### Data for review
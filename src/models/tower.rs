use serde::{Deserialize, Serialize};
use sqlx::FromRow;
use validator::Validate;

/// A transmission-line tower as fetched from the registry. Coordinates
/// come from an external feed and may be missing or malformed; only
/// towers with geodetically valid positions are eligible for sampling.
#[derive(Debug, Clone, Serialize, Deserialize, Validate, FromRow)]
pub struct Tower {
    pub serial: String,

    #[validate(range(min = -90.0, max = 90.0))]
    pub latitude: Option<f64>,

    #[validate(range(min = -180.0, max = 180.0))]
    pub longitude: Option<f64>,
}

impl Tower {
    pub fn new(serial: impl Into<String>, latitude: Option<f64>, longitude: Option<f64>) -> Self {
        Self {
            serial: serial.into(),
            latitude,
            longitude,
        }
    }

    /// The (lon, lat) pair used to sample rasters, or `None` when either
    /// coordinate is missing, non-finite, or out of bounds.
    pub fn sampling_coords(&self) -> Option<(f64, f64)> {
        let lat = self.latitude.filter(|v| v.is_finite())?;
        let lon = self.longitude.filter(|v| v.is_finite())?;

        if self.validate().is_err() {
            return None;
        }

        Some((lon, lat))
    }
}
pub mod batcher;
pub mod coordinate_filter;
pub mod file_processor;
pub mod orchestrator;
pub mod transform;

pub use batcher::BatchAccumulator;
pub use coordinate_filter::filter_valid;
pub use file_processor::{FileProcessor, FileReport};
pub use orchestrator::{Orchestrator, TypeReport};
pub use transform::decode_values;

### Prompt
Retype the listing above, word for word, from its first line to the line containing "or malformed; only", both ends included.

### Solution to this task
filename src/models/tower.rs
use serde::{Deserialize, Serialize};
use sqlx::FromRow;
use validator::Validate;

/// A transmission-line tower as fetched from the registry. Coordinates
/// come from an external feed and may be missing or malformed; only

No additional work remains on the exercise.